A psicanálise
Freud era médico psiquiatra. Seguindo os médicos de sua
época, usava a hipnose e a sugestão no tratamento dos doentes mentais, mas
sentia-se insatisfeito com os resultados obtidos.
Certa vez, recebeu uma paciente, Anna O., que apresentava
sintomas de histeria, isto é, apresentava distúrbios físicos (paralisias,
enxaquecas, dores de estômago), sem que houvesse causas físicas para eles, pois
eram manifestações corporais de problemas psíquicos. Em lugar de usar a hipnose
e a sugestão, Freud usou um procedimento novo: fazia com que Anna relaxasse num
divã e falasse. Dizia a ela palavras soltas e pedia-lhe que dissesse a primeira
palavra que lhe viesse à cabeça ao ouvir a que ele dissera (posteriormente,
Freud denominaria esse procedimento de “técnica de associação livre”).

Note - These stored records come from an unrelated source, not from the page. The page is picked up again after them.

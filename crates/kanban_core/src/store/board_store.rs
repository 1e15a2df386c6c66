//! Board store: single source of truth for boards, columns and tasks.
//!
//! # Responsibility
//! - Own the board collection and the active-board selection.
//! - Apply board/column/task mutations while keeping column references valid.
//!
//! # Invariants
//! - Union of all columns' `task_ids` is a subset of `Board::tasks` keys.
//! - A task id appears in at most one column.
//! - Every mutation validates first and mutates second, so errors leave the
//!   store untouched.
//! - `current_board()` is resolved by id lookup; there is no cached copy.

use crate::model::board::{Board, BoardId, Column, ColumnId, Task, TaskId};
use crate::store::{EntityKind, StoreError, StoreResult};
use log::{debug, warn};
use std::collections::HashSet;

/// Drag-and-drop placement request.
///
/// `destination_index` is interpreted against the destination column after
/// the task has been removed from `source_index`, as an in-place splice would.
#[derive(Debug, Clone, Copy, PartialEq, Eq)]
pub struct TaskMove {
    pub task_id: TaskId,
    pub source_column_id: ColumnId,
    pub destination_column_id: ColumnId,
    pub source_index: usize,
    pub destination_index: usize,
}

/// Owned container for every board of one session.
#[derive(Debug, Clone, Default)]
pub struct BoardStore {
    boards: Vec<Board>,
    current_board_id: Option<BoardId>,
    loading: bool,
    last_error: Option<String>,
}

impl BoardStore {
    pub fn new() -> Self {
        Self::default()
    }

    /// Creates a store pre-populated with `boards` and no active board.
    pub fn with_boards(boards: Vec<Board>) -> Self {
        Self {
            boards,
            ..Self::default()
        }
    }

    pub fn boards(&self) -> &[Board] {
        &self.boards
    }

    pub fn board(&self, board_id: BoardId) -> Option<&Board> {
        self.boards.iter().find(|board| board.id == board_id)
    }

    pub fn len(&self) -> usize {
        self.boards.len()
    }

    pub fn is_empty(&self) -> bool {
        self.boards.is_empty()
    }

    /// Replaces the whole collection. The active selection is kept by id.
    ///
    /// # Errors
    /// - `InconsistentBoard` for the first board breaking column references;
    ///   the collection is left unchanged.
    pub fn set_boards(&mut self, boards: Vec<Board>) -> StoreResult<()> {
        if let Some(err) = boards.iter().find_map(|board| check_board(board).err()) {
            self.last_error = Some(err.to_string());
            warn!(
                "event=boards_set module=store status=error error_code={} error={err}",
                err.code()
            );
            return Err(err);
        }
        debug!(
            "event=boards_set module=store status=ok count={}",
            boards.len()
        );
        self.boards = boards;
        self.last_error = None;
        Ok(())
    }

    /// Appends `board` without selecting it.
    ///
    /// # Errors
    /// - `AlreadyExists` when a board with the same id is present.
    /// - `InconsistentBoard` when a column references a missing or repeated task.
    pub fn add_board(&mut self, board: Board) -> StoreResult<()> {
        let board_id = board.id;
        let result = if self.board(board_id).is_some() {
            Err(StoreError::already_exists(EntityKind::Board, board_id))
        } else {
            check_board(&board).map(|()| self.boards.push(board))
        };
        self.record("board_add", board_id, result)
    }

    /// Selects the active board by id, or clears the selection with `None`.
    ///
    /// The id is not validated; an unknown id resolves to no active board.
    pub fn set_current_board(&mut self, board_id: Option<BoardId>) {
        self.current_board_id = board_id;
    }

    pub fn current_board_id(&self) -> Option<BoardId> {
        self.current_board_id
    }

    /// Resolves the active board against the current collection.
    pub fn current_board(&self) -> Option<&Board> {
        self.board(self.current_board_id?)
    }

    /// Replaces the board with the same id.
    ///
    /// # Errors
    /// - `NotFound` for an unknown board id.
    /// - `InconsistentBoard` when the replacement breaks column references.
    pub fn update_board(&mut self, board: Board) -> StoreResult<()> {
        let board_id = board.id;
        self.mutate_board("board_update", board_id, move |existing| {
            check_board(&board)?;
            *existing = board;
            Ok(())
        })
    }

    /// Removes a board with all its columns and tasks.
    ///
    /// Clears the active selection when it pointed at the removed board.
    pub fn delete_board(&mut self, board_id: BoardId) -> StoreResult<()> {
        let result = match self.boards.iter().position(|board| board.id == board_id) {
            Some(index) => {
                self.boards.remove(index);
                if self.current_board_id == Some(board_id) {
                    self.current_board_id = None;
                }
                Ok(())
            }
            None => Err(StoreError::not_found(EntityKind::Board, board_id)),
        };
        self.record("board_delete", board_id, result)
    }

    /// Appends `column` to the board's column sequence.
    pub fn add_column(&mut self, board_id: BoardId, column: Column) -> StoreResult<()> {
        self.mutate_board("column_add", board_id, move |board| {
            if board.column(column.id).is_some() {
                return Err(StoreError::already_exists(EntityKind::Column, column.id));
            }
            check_column_refs(board, &column)?;
            board.columns.push(column);
            Ok(())
        })
    }

    /// Replaces the column with the same id, keeping its position.
    pub fn update_column(&mut self, board_id: BoardId, column: Column) -> StoreResult<()> {
        self.mutate_board("column_update", board_id, move |board| {
            let index = board
                .columns
                .iter()
                .position(|existing| existing.id == column.id)
                .ok_or_else(|| StoreError::not_found(EntityKind::Column, column.id))?;
            check_column_refs(board, &column)?;
            board.columns[index] = column;
            Ok(())
        })
    }

    /// Removes a column and cascade-deletes every task it referenced.
    pub fn delete_column(&mut self, board_id: BoardId, column_id: ColumnId) -> StoreResult<()> {
        self.mutate_board("column_delete", board_id, |board| {
            let index = board
                .columns
                .iter()
                .position(|column| column.id == column_id)
                .ok_or_else(|| StoreError::not_found(EntityKind::Column, column_id))?;
            let removed = board.columns.remove(index);
            for task_id in &removed.task_ids {
                board.tasks.remove(task_id);
            }
            for column in &mut board.columns {
                column
                    .task_ids
                    .retain(|task_id| !removed.task_ids.contains(task_id));
            }
            Ok(())
        })
    }

    /// Inserts `task` into the board and appends its id to the column.
    ///
    /// # Errors
    /// - `NotFound` for an unknown board or column; the task is not inserted.
    /// - `AlreadyExists` when the board already holds a task with this id.
    pub fn add_task(
        &mut self,
        board_id: BoardId,
        column_id: ColumnId,
        task: Task,
    ) -> StoreResult<()> {
        self.mutate_board("task_add", board_id, move |board| {
            if board.tasks.contains_key(&task.id) {
                return Err(StoreError::already_exists(EntityKind::Task, task.id));
            }
            let column = board
                .column_mut(column_id)
                .ok_or_else(|| StoreError::not_found(EntityKind::Column, column_id))?;
            column.task_ids.push(task.id);
            board.tasks.insert(task.id, task);
            Ok(())
        })
    }

    /// Replaces task content by id. Column placement is untouched.
    pub fn update_task(&mut self, board_id: BoardId, task: Task) -> StoreResult<()> {
        self.mutate_board("task_update", board_id, move |board| {
            let existing = board
                .tasks
                .get_mut(&task.id)
                .ok_or_else(|| StoreError::not_found(EntityKind::Task, task.id))?;
            *existing = task;
            Ok(())
        })
    }

    /// Removes a task from the task map and from every column that lists it.
    pub fn delete_task(&mut self, board_id: BoardId, task_id: TaskId) -> StoreResult<()> {
        self.mutate_board("task_delete", board_id, |board| {
            let referenced = board.columns.iter().any(|column| column.contains(task_id));
            if !referenced && !board.tasks.contains_key(&task_id) {
                return Err(StoreError::not_found(EntityKind::Task, task_id));
            }
            for column in &mut board.columns {
                column.task_ids.retain(|id| *id != task_id);
            }
            board.tasks.remove(&task_id);
            Ok(())
        })
    }

    /// Moves a task within one column or across two columns.
    ///
    /// Removes the id at `source_index`, then inserts it at `destination_index`
    /// of the destination column as it stands after the removal.
    ///
    /// # Errors
    /// - `NotFound` for an unknown board, column or task.
    /// - `IndexOutOfRange` for an index outside the column.
    /// - `PositionMismatch` when `source_index` does not hold `task_id`.
    pub fn move_task(&mut self, board_id: BoardId, request: TaskMove) -> StoreResult<()> {
        self.mutate_board("task_move", board_id, |board| {
            let TaskMove {
                task_id,
                source_column_id,
                destination_column_id,
                source_index,
                destination_index,
            } = request;

            if !board.tasks.contains_key(&task_id) {
                return Err(StoreError::not_found(EntityKind::Task, task_id));
            }
            let source = board
                .column(source_column_id)
                .ok_or_else(|| StoreError::not_found(EntityKind::Column, source_column_id))?;
            let destination = board.column(destination_column_id).ok_or_else(|| {
                StoreError::not_found(EntityKind::Column, destination_column_id)
            })?;

            match source.task_ids.get(source_index) {
                None => {
                    return Err(StoreError::IndexOutOfRange {
                        column_id: source_column_id,
                        index: source_index,
                        len: source.task_ids.len(),
                    })
                }
                Some(found) if *found != task_id => {
                    return Err(StoreError::PositionMismatch {
                        column_id: source_column_id,
                        index: source_index,
                        expected: task_id,
                    })
                }
                Some(_) => {}
            }

            let destination_len = if source_column_id == destination_column_id {
                destination.task_ids.len() - 1
            } else {
                destination.task_ids.len()
            };
            if destination_index > destination_len {
                return Err(StoreError::IndexOutOfRange {
                    column_id: destination_column_id,
                    index: destination_index,
                    len: destination_len,
                });
            }

            if let Some(source) = board.column_mut(source_column_id) {
                source.task_ids.remove(source_index);
            }
            if let Some(destination) = board.column_mut(destination_column_id) {
                destination.task_ids.insert(destination_index, task_id);
            }
            Ok(())
        })
    }

    pub fn set_loading(&mut self, loading: bool) {
        self.loading = loading;
    }

    pub fn is_loading(&self) -> bool {
        self.loading
    }

    /// Message of the most recent failed mutation, for display.
    pub fn last_error(&self) -> Option<&str> {
        self.last_error.as_deref()
    }

    /// Overrides the error surface, e.g. with a sync failure.
    pub fn set_error(&mut self, message: Option<String>) {
        self.last_error = message;
    }

    pub fn clear_error(&mut self) {
        self.last_error = None;
    }

    fn mutate_board<F>(&mut self, event: &'static str, board_id: BoardId, op: F) -> StoreResult<()>
    where
        F: FnOnce(&mut Board) -> StoreResult<()>,
    {
        let result = match self.boards.iter_mut().find(|board| board.id == board_id) {
            Some(board) => op(board),
            None => Err(StoreError::not_found(EntityKind::Board, board_id)),
        };
        self.record(event, board_id, result)
    }

    fn record(
        &mut self,
        event: &'static str,
        board_id: BoardId,
        result: StoreResult<()>,
    ) -> StoreResult<()> {
        match &result {
            Ok(()) => {
                self.last_error = None;
                debug!("event={event} module=store status=ok board_id={board_id}");
            }
            Err(err) => {
                self.last_error = Some(err.to_string());
                warn!(
                    "event={event} module=store status=error board_id={board_id} error_code={} error={err}",
                    err.code()
                );
            }
        }
        result
    }
}

fn check_board(board: &Board) -> StoreResult<()> {
    let violations = board.integrity_violations();
    if violations.is_empty() {
        Ok(())
    } else {
        Err(StoreError::InconsistentBoard {
            board_id: board.id,
            violations,
        })
    }
}

/// Checks `column.task_ids` against the board, ignoring the column's own
/// current contents so an update may keep or reorder them.
fn check_column_refs(board: &Board, column: &Column) -> StoreResult<()> {
    let mut seen = HashSet::new();
    for task_id in &column.task_ids {
        if !board.tasks.contains_key(task_id) {
            return Err(StoreError::not_found(EntityKind::Task, *task_id));
        }
        let held_elsewhere = board
            .columns
            .iter()
            .any(|other| other.id != column.id && other.contains(*task_id));
        if held_elsewhere || !seen.insert(*task_id) {
            return Err(StoreError::already_exists(EntityKind::Task, *task_id));
        }
    }
    Ok(())
}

Freud percebeu que, em certos momentos, Anna reagia a
certas palavras e não pronunciava aquela que lhe viera à cabeça, censurando-a
por algum motivo ignorado por ela e por ele. Notou também que, em outras
ocasiões, depois de fazer a associação livre de palavras, Anna ficava muito
agitada e falava muito. Observou que, certas vezes, algumas palavras a faziam
chorar sem motivo aparente e, outras vezes, a faziam lembrar de fatos da
infância, narrar um sonho que tivera na noite anterior.
Pela conversa, pelas reações da paciente, pelos sonhos
narrados e pelas lembranças infantis, Freud descobriu que a vida consciente de
Anna era determinada por uma vida inconsciente, que, tanto ela quanto ele,
desconheciam. Compreendeu também que somente interpretando as palavras, os
sonhos, as lembranças e os gestos de Anna chegaria a essa vida inconsciente.
Freud descobriu, finalmente, que os sintomas histéricos
tinham três finalidades: 1. contar indiretamente aos outros e a si mesma os
sentimentos inconscientes; 2. punir-se por ter tais sentimentos; 3. realizar,
pela doença e pelo sofrimento, um desejo inconsciente intolerável.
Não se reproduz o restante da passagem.